## Problem statement:
Output the entries below exactly, from the first line to the line holding "let deploy = &mut self.deploy;", both included.

┄┄┄┄┄┄┄┄┄┄

// SPDX-FileCopyrightText: 2025 Jason Pena <jasonpena@awkless.com>
// SPDX-License-Identifier: MIT

//! Configuration layout.
//!
//! Both tools share one TOML configuration file. The deploy tool reads the
//! `[deploy]` table to know where build artifacts live and where they get
//! deployed to. The style cleanup tool reads the `[styles]` table to know
//! where to put its scratch output.
//!
//! Every field is optional. Missing fields fall back to the layout of the
//! author's machine, which is what the tools were written against. All path
//! fields go through shell expansion, so `~` and `$VAR` work as expected.

use serde::{Deserialize, Serialize};
use std::{
    fmt::{Display, Error as FmtError, Formatter, Result as FmtResult},
    fs::read_to_string,
    path::{Path, PathBuf},
    str::FromStr,
};
use tracing::{debug, instrument};

/// Top-level configuration layout.
#[derive(Default, Debug, PartialEq, Eq, Clone, Deserialize, Serialize)]
#[serde(default)]
pub struct ToolConfig {
    /// Settings for the deploy tool.
    pub deploy: DeploySettings,

    /// Settings for the style cleanup tool.
    pub styles: StyleSettings,
}

impl ToolConfig {
    /// Load configuration file at target path.
    ///
    /// A missing file is not an error. The built-in defaults are used instead.
    ///
    /// # Errors
    ///
    /// - Return [`ConfigError::Read`] if the file exists but cannot be read.
    /// - Return [`ConfigError::Deserialize`] if the file is not valid TOML.
    /// - Return [`ConfigError::ShellExpansion`] if a path references an
    ///   undefined variable.
    #[instrument(skip(path), level = "debug")]
    pub fn load(path: impl AsRef<Path>) -> Result<Self> {
        let path = path.as_ref();
        if !path.exists() {
            debug!("no configuration at {:?}, using defaults", path.display());
            return Self::default().expand();
        }

        debug!("load configuration from {:?}", path.display());
        read_to_string(path)
            .map_err(|err| ConfigError::Read {
                source: err,
                path: path.to_path_buf(),
            })?
            .parse()
    }

    fn expand(mut self) -> Result<Self> {
        let deploy = &mut self.deploy;
        deploy.source_dir = deploy.source_dir.expand()?;
        deploy.production_dir = deploy.production_dir.expand()?;
        deploy.development_dir = deploy.development_dir.expand()?;
        deploy.history_file = deploy.history_file.expand()?;
        deploy.tag_cleanup.root = deploy.tag_cleanup.root.expand()?;
        self.styles.scratch_dir = self
            .styles
            .scratch_dir
            .map(|path| path.expand())
            .transpose()?;

        Ok(self)
    }
}

impl FromStr for ToolConfig {
    type Err = ConfigError;

    fn from_str(data: &str) -> Result<Self, Self::Err> {
        let config: ToolConfig = toml::de::from_str(data).map_err(ConfigError::Deserialize)?;

        // INVARIANT: Perform shell expansion on every path field.
        config.expand()
    }
}

impl Display for ToolConfig {
    fn fmt(&self, fmt: &mut Formatter<'_>) -> FmtResult {
        fmt.write_str(
            toml::ser::to_string_pretty(self)
                .map_err(ConfigError::Serialize)?
                .as_str(),
        )
    }
}

/// Deploy tool settings.
#[derive(Debug, PartialEq, Eq, Clone, Deserialize, Serialize)]
#[serde(default)]
pub struct DeploySettings {
    /// Directory holding individually versioned build artifacts.
    pub source_dir: ConfigPath,

    /// Deploy directory inside Live's search path.
    pub production_dir: ConfigPath,

    /// Deploy directory outside Live's search path.
    pub development_dir: ConfigPath,

    /// Filename suffix appended to development deployments.
    pub development_suffix: String,

    /// Append-only deployment history log.
    pub history_file: ConfigPath,

    /// Number of history lines shown by default.
    pub history_lines: usize,

    /// Post-deploy tag metadata cleanup.
    pub tag_cleanup: TagCleanupSettings,
}

impl Default for DeploySettings {
    fn default() -> Self {
        Self {
            source_dir: ConfigPath::new("~/build/m4l_amxd"),
            production_dir: ConfigPath::new("~/Music/Ableton/User Library/M4L Toolkit v1"),
            development_dir: ConfigPath::new("~/build/m4l_DEVELOPMENT"),
            development_suffix: "-DEV".into(),
            history_file: ConfigPath::new(
                "~/Music/Ableton/User Library/m4l_deploy_amxd_history.log",
            ),
            history_lines: 100,
            tag_cleanup: TagCleanupSettings::default(),
        }
    }
}

/// Which project marker files lose which extended attribute after a deploy.
#[derive(Debug, PartialEq, Eq, Clone, Deserialize, Serialize)]
#[serde(default)]
pub struct TagCleanupSettings {
    /// Directory tree to search.
    pub root: ConfigPath,

    /// Glob pattern relative to root.
    pub pattern: String,

    /// Extended attribute name to delete.
    pub attribute: String,
}

impl Default for TagCleanupSettings {
    fn default() -> Self {
        Self {
            root: ConfigPath::new("~/Max for Live Device Projects/Max for Live Devices"),
            pattern: "**/*.maxproj".into(),
            attribute: "com.apple.metadata:_kMDItemUserTags".into(),
        }
    }
}

/// Style cleanup tool settings.
#[derive(Default, Debug, PartialEq, Eq, Clone, Deserialize, Serialize)]
#[serde(default)]
pub struct StyleSettings {
    /// Directory for non in-place output.
    #[serde(skip_serializing_if = "Option::is_none")]
    pub scratch_dir: Option<ConfigPath>,
}

/// Path value from the configuration file.
#[derive(Default, Debug, PartialEq, Eq, Clone, Deserialize, Serialize)]
pub struct ConfigPath(PathBuf);

impl ConfigPath {
    /// Construct new configuration path.
    pub fn new(path: impl Into<PathBuf>) -> Self {
        Self(path.into())
    }

    /// Treat configuration path as [`Path`] slice.
    pub fn as_path(&self) -> &Path {
        self.0.as_path()
    }

    fn expand(&self) -> Result<Self> {
        let expanded = shellexpand::full(self.to_string().as_str())
            .map_err(ConfigError::ShellExpansion)?
            .into_owned();

        Ok(Self::new(expanded))
    }
}

impl AsRef<Path> for ConfigPath {
    fn as_ref(&self) -> &Path {
        self.as_path()
    }
}

impl Display for ConfigPath {
    fn fmt(&self, fmt: &mut Formatter<'_>) -> FmtResult {
        fmt.write_str(self.as_path().to_string_lossy().as_ref())
    }
}

/// Configuration error types.
#[derive(Debug, thiserror::Error)]
pub enum ConfigError {
    /// Failed to read configuration file.
    #[error("failed to read configuration at {:?}", path.display())]
    Read {
        #[source]
        source: std::io::Error,
        path: PathBuf,
    },

    /// Failed to deserialize configuration.
    #[error(transparent)]
    Deserialize(#[from] toml::de::Error),

    /// Failed to serialize configuration.
    #[error(transparent)]
    Serialize(#[from] toml::ser::Error),

    /// Failed to perform shell expansion on configuration.
    #[error(transparent)]
    ShellExpansion(#[from] shellexpand::LookupError<std::env::VarError>),
}

impl From<ConfigError> for FmtError {
    fn from(_: ConfigError) -> Self {
        FmtError
    }
}

/// Friendly result alias :3
type Result<T, E = ConfigError> = std::result::Result<T, E>;

#[cfg(test)]
mod tests {
    use super::*;
    use indoc::indoc;
    use pretty_assertions::assert_eq;
    use sealed_test::prelude::*;

    #[sealed_test(env = [("BLAH", "/home/blah")])]
    fn deserialize_tool_config() -> anyhow::Result<()> {
        let result: ToolConfig = r#"
            [deploy]
            source_dir = "$BLAH/build"
            production_dir = "$BLAH/prod"
            development_dir = "$BLAH/dev"
            development_suffix = "-TEST"
            history_file = "$BLAH/history.log"
            history_lines = 20

            [deploy.tag_cleanup]
            root = "$BLAH/projects"
            pattern = "*.maxproj"
            attribute = "user.tags"

            [styles]
            scratch_dir = "$BLAH/scratch"
        "#
        .parse()?;

        let expect = ToolConfig {
            deploy: DeploySettings {
                source_dir: ConfigPath::new("/home/blah/build"),
                production_dir: ConfigPath::new("/home/blah/prod"),
                development_dir: ConfigPath::new("/home/blah/dev"),
                development_suffix: "-TEST".into(),
                history_file: ConfigPath::new("/home/blah/history.log"),
                history_lines: 20,
                tag_cleanup: TagCleanupSettings {
                    root: ConfigPath::new("/home/blah/projects"),
                    pattern: "*.maxproj".into(),
                    attribute: "user.tags".into(),
                },
            },
            styles: StyleSettings {
                scratch_dir: Some(ConfigPath::new("/home/blah/scratch")),
            },
        };

        assert_eq!(result, expect);

        Ok(())
    }

    #[sealed_test(env = [("HOME", "/home/blah")])]
    fn partial_config_uses_defaults() -> anyhow::Result<()> {
        let result: ToolConfig = r#"
            [deploy]
            development_suffix = "-WIP"
        "#
        .parse()?;

        assert_eq!(result.deploy.development_suffix, "-WIP");
        assert_eq!(result.deploy.history_lines, 100);
        assert_eq!(
            result.deploy.source_dir,
            ConfigPath::new("/home/blah/build/m4l_amxd")
        );
        assert_eq!(result.deploy.tag_cleanup.pattern, "**/*.maxproj");
        assert_eq!(result.styles.scratch_dir, None);

        Ok(())
    }

    #[test]
    fn undefined_variable_is_rejected() {
        let result = r#"
            [deploy]
            source_dir = "$M4LKIT_SURELY_UNDEFINED_VARIABLE/build"
        "#
        .parse::<ToolConfig>();

        assert!(matches!(result, Err(ConfigError::ShellExpansion(_))));
    }

    #[test]
    fn serialize_tool_config() -> anyhow::Result<()> {
        let mut config = ToolConfig::default();
        config.deploy.source_dir = ConfigPath::new("/build");
        config.deploy.production_dir = ConfigPath::new("/prod");
        config.deploy.development_dir = ConfigPath::new("/dev");
        config.deploy.history_file = ConfigPath::new("/history.log");
        config.deploy.tag_cleanup.root = ConfigPath::new("/projects");
        let result = config.to_string();

        let expect = indoc! {r#"
            [deploy]
            source_dir = "/build"
            production_dir = "/prod"
            development_dir = "/dev"
            development_suffix = "-DEV"
            history_file = "/history.log"
            history_lines = 100
        "#};
        assert!(result.starts_with(expect), "unexpected layout:\n{result}");
        assert!(result.contains("[deploy.tag_cleanup]"));
        assert_eq!(result.parse::<ToolConfig>()?, config);

        Ok(())
    }
}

┄┄┄┄┄┄┄┄┄┄

## Solution for this problem:
// SPDX-FileCopyrightText: 2025 Jason Pena <jasonpena@awkless.com>
// SPDX-License-Identifier: MIT

//! Configuration layout.
//!
//! Both tools share one TOML configuration file. The deploy tool reads the
//! `[deploy]` table to know where build artifacts live and where they get
//! deployed to. The style cleanup tool reads the `[styles]` table to know
//! where to put its scratch output.
//!
//! Every field is optional. Missing fields fall back to the layout of the
//! author's machine, which is what the tools were written against. All path
//! fields go through shell expansion, so `~` and `$VAR` work as expected.

use serde::{Deserialize, Serialize};
use std::{
    fmt::{Display, Error as FmtError, Formatter, Result as FmtResult},
    fs::read_to_string,
    path::{Path, PathBuf},
    str::FromStr,
};
use tracing::{debug, instrument};

/// Top-level configuration layout.
#[derive(Default, Debug, PartialEq, Eq, Clone, Deserialize, Serialize)]
#[serde(default)]
pub struct ToolConfig {
    /// Settings for the deploy tool.
    pub deploy: DeploySettings,

    /// Settings for the style cleanup tool.
    pub styles: StyleSettings,
}

impl ToolConfig {
    /// Load configuration file at target path.
    ///
    /// A missing file is not an error. The built-in defaults are used instead.
    ///
    /// # Errors
    ///
    /// - Return [`ConfigError::Read`] if the file exists but cannot be read.
    /// - Return [`ConfigError::Deserialize`] if the file is not valid TOML.
    /// - Return [`ConfigError::ShellExpansion`] if a path references an
    ///   undefined variable.
    #[instrument(skip(path), level = "debug")]
    pub fn load(path: impl AsRef<Path>) -> Result<Self> {
        let path = path.as_ref();
        if !path.exists() {
            debug!("no configuration at {:?}, using defaults", path.display());
            return Self::default().expand();
        }

        debug!("load configuration from {:?}", path.display());
        read_to_string(path)
            .map_err(|err| ConfigError::Read {
                source: err,
                path: path.to_path_buf(),
            })?
            .parse()
    }

    fn expand(mut self) -> Result<Self> {
        let deploy = &mut self.deploy;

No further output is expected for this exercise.